1,1-Bis(diphenylphosphino)methane (dppm), is an organophosphorus compound with the formula CH_{2}(PPh_{2})_{2}. Dppm, a white, crystalline powder, is used in inorganic and organometallic chemistry as a ligand. It is more specifically a chelating ligand because it is a ligand that can bond to metals with two phosphorus donor atoms. The natural bite angle is 73°.

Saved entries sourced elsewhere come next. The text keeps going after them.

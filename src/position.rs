use rand::Rng;
use serde::{Deserialize, Serialize};

#[derive(Debug, Clone, Copy, PartialEq, Eq, Default, Serialize, Deserialize)]
pub struct Position {
    pub x: u32,
    pub y: u32,
}

impl Position {
    pub fn new(x: u32, y: u32) -> Self {
        Self { x, y }
    }

    /// Euclidean distance, used for circular hit boxes.
    pub fn distance(&self, other: &Position) -> f64 {
        let dx = self.x as f64 - other.x as f64;
        let dy = self.y as f64 - other.y as f64;
        (dx * dx + dy * dy).sqrt()
    }
}

/// Play-area limits for target placement.
#[derive(Debug, Clone, Copy, PartialEq, Eq, Serialize, Deserialize)]
pub struct Bounds {
    pub max_x: u32,
    pub max_y: u32,
    pub min_margin: u32,
    pub top_margin: u32,
}

impl Bounds {
    pub fn new(max_x: u32, max_y: u32, min_margin: u32, top_margin: u32) -> Self {
        Self {
            max_x,
            max_y,
            min_margin,
            top_margin,
        }
    }

    /// Inclusive x range; collapses to `min_margin` if the area is too narrow.
    pub fn x_range(&self) -> (u32, u32) {
        let lo = self.min_margin;
        let hi = self.max_x.saturating_sub(self.min_margin).max(lo);
        (lo, hi)
    }

    /// Inclusive y range; collapses to `top_margin` if the area is too short.
    pub fn y_range(&self) -> (u32, u32) {
        let lo = self.top_margin;
        let hi = self.max_y.saturating_sub(self.min_margin).max(lo);
        (lo, hi)
    }

    pub fn contains(&self, p: &Position) -> bool {
        let (x0, x1) = self.x_range();
        let (y0, y1) = self.y_range();
        (x0..=x1).contains(&p.x) && (y0..=y1).contains(&p.y)
    }
}

impl Default for Bounds {
    fn default() -> Self {
        Self::new(800, 600, 20, 80)
    }
}

/// Uniform random spot with `min_margin <= x <= max_x - min_margin` and
/// `top_margin <= y <= max_y - min_margin`.
pub fn random_position<R: Rng + ?Sized>(bounds: &Bounds, rng: &mut R) -> Position {
    let (x0, x1) = bounds.x_range();
    let (y0, y1) = bounds.y_range();
    Position {
        x: rng.gen_range(x0..=x1),
        y: rng.gen_range(y0..=y1),
    }
}

/// Where new targets go. Games only depend on this seam, so tests can pin
/// targets to known coordinates.
pub trait PositionSource {
    fn next_position(&mut self, bounds: &Bounds) -> Position;
}

/// Production source backed by any `rand` generator.
#[derive(Debug)]
pub struct RandomPositions<R: Rng> {
    rng: R,
}

impl<R: Rng> RandomPositions<R> {
    pub fn new(rng: R) -> Self {
        Self { rng }
    }
}

impl<R: Rng> PositionSource for RandomPositions<R> {
    fn next_position(&mut self, bounds: &Bounds) -> Position {
        random_position(bounds, &mut self.rng)
    }
}

/// Cycles through a fixed list of positions.
#[derive(Debug, Clone)]
pub struct FixedPositions {
    positions: Vec<Position>,
    next: usize,
}

impl FixedPositions {
    pub fn new(positions: Vec<Position>) -> Self {
        Self { positions, next: 0 }
    }
}

impl PositionSource for FixedPositions {
    fn next_position(&mut self, bounds: &Bounds) -> Position {
        if self.positions.is_empty() {
            let (x, _) = bounds.x_range();
            let (y, _) = bounds.y_range();
            return Position { x, y };
        }
        let p = self.positions[self.next % self.positions.len()];
        self.next += 1;
        p
    }
}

==Synthesis and reactivity==
1,1-Bis(diphenylphosphino)methane was first prepared by the reaction of sodium diphenylphosphide (Ph_{2}PNa) with dichloromethane:
Ph_{3}P + 2 Na → Ph_{2}PNa + NaPh
2NaPPh_{2} + CH_{2}Cl_{2} → Ph_{2}PCH_{2}PPh_{2} + 2 NaCl

The methylene group (CH_{2}) in dppm (and especially its complexes) is mildly acidic. The ligand can be oxidized to give the corresponding oxides and sulfides CH_{2}[P(E)Ph_{2}]_{2} (E = O, S). The methylene group is even more acidic in these derivatives.

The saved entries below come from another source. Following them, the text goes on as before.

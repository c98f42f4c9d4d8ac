use crate::app_dirs::AppDirs;
use crate::error::{Error, Result};
use crate::games::aim::AimMode;
use crate::games::reflex::ReflexMode;
use crate::games::typing::Difficulty;
use crate::medal::MedalPolicy;
use crate::position::Bounds;
use crate::storage::{JsonDirStore, KeyValueStore, MemoryStore, SqliteStore};
use serde::{Deserialize, Serialize};
use std::fs;
use std::path::{Path, PathBuf};
use tracing::{debug, warn};

#[derive(Debug, Clone, Copy, Serialize, Deserialize, PartialEq)]
#[serde(default)]
pub struct PrecisionSettings {
    pub timer_secs: u32,
    pub min_margin: u32,
    pub top_margin: u32,
    pub target_radius: f64,
}

impl Default for PrecisionSettings {
    fn default() -> Self {
        Self {
            timer_secs: 30,
            min_margin: 20,
            top_margin: 80,
            target_radius: 30.0,
        }
    }
}

#[derive(Debug, Clone, Copy, Serialize, Deserialize, PartialEq, Default)]
#[serde(default)]
pub struct AimSettings {
    pub mode: AimMode,
}

#[derive(Debug, Clone, Copy, Serialize, Deserialize, PartialEq)]
#[serde(default)]
pub struct ReflexSettings {
    pub mode: ReflexMode,
    pub target_radius: f64,
}

impl Default for ReflexSettings {
    fn default() -> Self {
        Self {
            mode: ReflexMode::default(),
            target_radius: 30.0,
        }
    }
}

#[derive(Debug, Clone, Copy, Serialize, Deserialize, PartialEq)]
#[serde(default)]
pub struct TypingSettings {
    pub timer_secs: u32,
    pub difficulty: Difficulty,
}

impl Default for TypingSettings {
    fn default() -> Self {
        Self {
            timer_secs: 120,
            difficulty: Difficulty::default(),
        }
    }
}

/// Where leaderboards and high scores are kept.
#[derive(Debug, Clone, Copy, Serialize, Deserialize, PartialEq, Eq, Default)]
pub enum StorageBackend {
    /// Lost on exit.
    Memory,
    #[default]
    JsonDir,
    Sqlite,
}

impl StorageBackend {
    /// Open the backend at its platform location.
    pub fn open(&self) -> Result<Box<dyn KeyValueStore>> {
        let store: Box<dyn KeyValueStore> = match self {
            StorageBackend::Memory => Box::new(MemoryStore::new()),
            StorageBackend::JsonDir => {
                let dir = AppDirs::scores_dir()
                    .ok_or_else(|| Error::persistence("no data directory for scores"))?;
                Box::new(JsonDirStore::new(dir))
            }
            StorageBackend::Sqlite => {
                let path = AppDirs::db_path()
                    .ok_or_else(|| Error::persistence("no data directory for scores"))?;
                Box::new(SqliteStore::open(path)?)
            }
        };
        debug!(backend = ?self, "score storage opened");
        Ok(store)
    }
}

#[derive(Debug, Clone, Serialize, Deserialize, PartialEq)]
#[serde(default)]
pub struct ArcadeConfig {
    pub area_width: u32,
    pub area_height: u32,
    pub precision: PrecisionSettings,
    pub aim: AimSettings,
    pub reflex: ReflexSettings,
    pub typing: TypingSettings,
    /// Entries kept per leaderboard; `None` keeps all of them.
    pub leaderboard_cap: Option<usize>,
    pub medal_policy: MedalPolicy,
    pub storage: StorageBackend,
}

impl Default for ArcadeConfig {
    fn default() -> Self {
        Self {
            area_width: 800,
            area_height: 600,
            precision: PrecisionSettings::default(),
            aim: AimSettings::default(),
            reflex: ReflexSettings::default(),
            typing: TypingSettings::default(),
            leaderboard_cap: Some(10),
            medal_policy: MedalPolicy::default(),
            storage: StorageBackend::default(),
        }
    }
}

impl ArcadeConfig {
    /// Placement bounds for a game with the given margins.
    pub fn bounds(&self, min_margin: u32, top_margin: u32) -> Bounds {
        Bounds::new(self.area_width, self.area_height, min_margin, top_margin)
    }
}

pub trait ConfigStore {
    fn load(&self) -> ArcadeConfig;
    fn save(&self, cfg: &ArcadeConfig) -> std::io::Result<()>;
}

#[derive(Debug, Clone)]
pub struct FileConfigStore {
    path: PathBuf,
}

impl FileConfigStore {
    pub fn new() -> Self {
        let path = AppDirs::config_path().unwrap_or_else(|| PathBuf::from("quickdraw_config.json"));
        Self { path }
    }

    pub fn with_path<P: AsRef<Path>>(p: P) -> Self {
        Self {
            path: p.as_ref().to_path_buf(),
        }
    }

    pub fn path(&self) -> &Path {
        &self.path
    }
}

impl Default for FileConfigStore {
    fn default() -> Self {
        Self::new()
    }
}

impl ConfigStore for FileConfigStore {
    fn load(&self) -> ArcadeConfig {
        let Ok(bytes) = fs::read(&self.path) else {
            return ArcadeConfig::default();
        };
        match serde_json::from_slice::<ArcadeConfig>(&bytes) {
            Ok(cfg) => cfg,
            Err(e) => {
                warn!(path = %self.path.display(), error = %e, "config unreadable, using defaults");
                ArcadeConfig::default()
            }
        }
    }

    fn save(&self, cfg: &ArcadeConfig) -> std::io::Result<()> {
        if let Some(parent) = self.path.parent() {
            fs::create_dir_all(parent)?;
        }
        let data = serde_json::to_vec_pretty(cfg)?;
        fs::write(&self.path, data)
    }
}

==Coordination chemistry==
As a chelating ligand, 1,1-bis(diphenylphosphino)methane forms a four-membered ring with the constituents MP_{2}C. The ligand promotes the formation of bimetallic complexes that feature five-membered M_{2}P_{2}C rings. In this way, dppm promotes the formation of bimetallic complexes. One such example is the dipalladium chloride, Pd_{2}Cl_{2}(dppm)_{2}. In this complex, the oxidation state for the Pd centres are I. Bis(diphenylphosphino)methane gives rise to a family of coordination compounds known as A-frame complexes.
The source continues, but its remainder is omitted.